use super::Scope;
use crate::markup::{Attrs, Context, Style};
use pagesmith_model::CtaContent;

pub(super) fn render(content: &CtaContent, scope: &Scope, ctx: &mut Context) {
    ctx.open("div", scope.container());

    ctx.text_element(
        "h2",
        Attrs::class("cta-heading").style(
            Style::new()
                .prop("text-align", "center")
                .prop("font-size", "40px")
                .prop("font-weight", "700")
                .prop("margin-bottom", "24px")
                .prop("color", "white")
                .prop("max-width", "768px")
                .prop("margin-left", "auto")
                .prop("margin-right", "auto")
                .prop("font-family", scope.heading_font()),
        ),
        &content.heading,
    );

    if let Some(description) = content.description.as_deref().filter(|d| !d.is_empty()) {
        ctx.text_element(
            "p",
            Attrs::class("cta-description").style(
                Style::new()
                    .prop("text-align", "center")
                    .prop("font-size", "20px")
                    .prop("color", "rgba(255,255,255,0.9)")
                    .prop("margin-bottom", "32px")
                    .prop("max-width", "640px")
                    .prop("margin-left", "auto")
                    .prop("margin-right", "auto")
                    .prop("font-family", scope.body_font()),
            ),
            description,
        );
    }

    ctx.open(
        "div",
        Attrs::new().style(Style::new().prop("text-align", "center")),
    );
    ctx.text_element(
        "a",
        Attrs::class("cta-button")
            .attr("href", content.button_link.as_str())
            .style(
                Style::new()
                    .prop("display", "inline-block")
                    .prop("background-color", "white")
                    .prop("color", &scope.theme.colors.primary)
                    .prop("padding", "16px 32px")
                    .prop("border-radius", "8px")
                    .prop("text-decoration", "none")
                    .prop("font-weight", "600")
                    .prop("font-size", "18px")
                    .prop("transition", "opacity 0.3s"),
            ),
        &content.button_text,
    );
    ctx.close("div");

    ctx.close("div");
}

**Work required**: How many of the lines above contain the word "description"? Only the number should be given.

**Written answer**: 3